5. I have heard learned counsel for the parties and perused the records.

6. The scope and ambit of the power of High Court under Section 482 of the Code came up for consideration by the Supreme Court in the case of R.P. Kapur Vs. State of Punjab, wherein categories of cases, where inherent power can and should be exercised to quash the proceedings, were summarized as below:

"(i) Where it manifestly appears that there is a legal bar against the institution or continuance of the criminal proceeding in respect of the offence alleged.

(ii) Where the allegations in the First Information Report or the complaint, even if they are taken at their face value and accepted in their entirety, do not constitute the offence alleged.

(iii) Where the allegations made against the accused person do constitute an offence alleged but there is either no legal evidence adduced in support of the case or the evidence adduced clearly or manifestly fails to prove the charge."

7. The aforesaid principles were again reiterated elaborately and comprehensively in well-known decision of the Supreme Court in the case of State of Haryana and Ors. Vs. Bhajan Lal and Ors., wherein the Supreme Court stated categories of cases by way of illustration wherein extraordinary power under Article 226 of the Constitution of India or the inherent powers under Section 482 of the Code could be exercised either to prevent abuse of the process of the Court or otherwise to secure the ends of justice, as below:

"102. ...

(1) Where the allegations made in the first information report or the complaint, even if they are taken at their face value and accepted in their entirety do not prima facie constitute any offence or make out a case against the accused.

(2) Where the allegations in the first information report and other materials, if any, accompanying the FIR do not disclose a cognizable offence, justifying an investigation by police officers under Section 156(1) of the Code except under an order of a Magistrate within the purview of Section 155(2) of the Code.

(3) Where the uncontroverted allegations made in the FIR or complaint and the evidence collected in support of the same do not disclose the commission of any offence and make out a case against the accused.

(4) Where, the allegations in the FIR do not constitute a cognizable offence but constitute only a non-cognizable offence, no investigation is permitted by a police officer without an order of a Magistrate as contemplated under Section 155(2) of the Code.

(5) Where the allegations made in the FIR or complaint are so absurd and inherently improbable on the basis of which no prudent person can ever reach a just conclusion that there is sufficient ground for proceeding against the accused.

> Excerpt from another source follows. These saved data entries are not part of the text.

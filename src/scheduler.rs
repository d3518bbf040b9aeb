// Copyright 2019-2021 Parity Technologies (UK) Ltd.
// This file is part of fair-pool.

// fair-pool is free software: you can redistribute it and/or modify
// it under the terms of the GNU General Public License as published by
// the Free Software Foundation, either version 3 of the License, or
// (at your option) any later version.

// fair-pool is distributed in the hope that it will be useful,
// but WITHOUT ANY WARRANTY; without even the implied warranty of
// MERCHANTABILITY or FITNESS FOR A PARTICULAR PURPOSE.  See the
// GNU General Public License for more details.

// You should have received a copy of the GNU General Public License
// along with fair-pool. If not, see <http://www.gnu.org/licenses/>.

//! The seam between actors and whatever executes them.

use std::sync::Arc;

use once_cell::sync::Lazy;

use crate::pool::{FairPool, Job};

/// Capability of running jobs asynchronously. No ordering is guaranteed
/// between separately scheduled jobs.
///
/// Actors hold one of these instead of a concrete pool, so the same actor
/// code runs on a [`FairPool`], on the process-default pool from
/// [`global`], or on anything a host wires up.
pub trait Scheduler: Send + Sync {
	fn schedule(&self, job: Job);
}

impl Scheduler for FairPool {
	fn schedule(&self, job: Job) {
		self.submit(job);
	}
}

static GLOBAL: Lazy<Arc<FairPool>> = Lazy::new(|| {
	let pool = FairPool::builder()
		.name("fair-pool-global")
		.threads(num_cpus::get())
		.build()
		.expect("num_cpus is never zero; qed");
	Arc::new(pool)
});

/// The process-default pool, spawned on first use and sized to the machine.
/// Lives for the rest of the process; callers that need teardown make their
/// own pool.
pub fn global() -> Arc<FairPool> {
	Arc::clone(&GLOBAL)
}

(6) Where there is an express legal bar engrafted in any of the provisions of the Code or the concerned Act (under which a criminal proceeding is instituted) to the institution and continuance of the proceedings and/or where there is a specific provision in the Code or the concerned Act, providing efficacious redress for the grievance of the aggrieved party.

(7) Where a criminal proceeding is manifestly attended with mala fide and/or where the proceeding is maliciously instituted with an ulterior motive for wreaking vengeance on the accused and with a view to spite him due to private and personal grudge."

8. The amplitude of the power and the guiding principles for exercise of such power as laid down in the aforesaid decision have been subsequently reiterated in the plethora of decisions of the Supreme Court, some of them are- 2000 (2) SCC 636 (G. Sagar Suri and another Vs. State of U.P. and Ors.), 2000 (8) SCC 590 (Roy V.D. Vs. State of Kerala), 2005 (1) SCC 122 (M/s Zandu Pharmaceutical Works Ltd. and Ors.Vs. MD Sharaful Haque and Anr.), 2006 (6) SCC 736 : 2006 AIR SCW 3830 (M/s Indian Oil Corporation Vs. M/s NEPC India Ltd., and Ors. ) and so on.

9. The contentions made by learned counsel for the parties, therefore, are required to be examined in the light of principles which have been stated and re-stated in the aforesaid decisions, in order to find out whether a case for quashing criminal proceedings constituted upon complaint is made out so as to warrant interference by this Court, invoking power under Section 482 of the Code.

10. To appreciate the submissions advanced by learned counsel for the petitioners, the provision contained in Sections 415 and 420 of the IPC are required to be looked into.

11. Section 420 of the IPC provides for punishment for cheating and dishonestly inducing delivery of property. "Cheating" has been defined in Section 415 of the IPC, which is reproduced as below:

"415. Cheating- Whoever, by deceiving any person, fraudulently or dishonestly induces the person so deceived to deliver any property to any person, or to consent that any person shall retain any property, or intentionally induces the person so deceived to do or omit to do anything which he would not do or omit if he were not so deceived, and which act or omission causes or is likely to cause damage or harm to that person in body, mind, reputation or property, is said to "cheat".

Explanation- A dishonest concealment of facts is a deception within the meaning of this section."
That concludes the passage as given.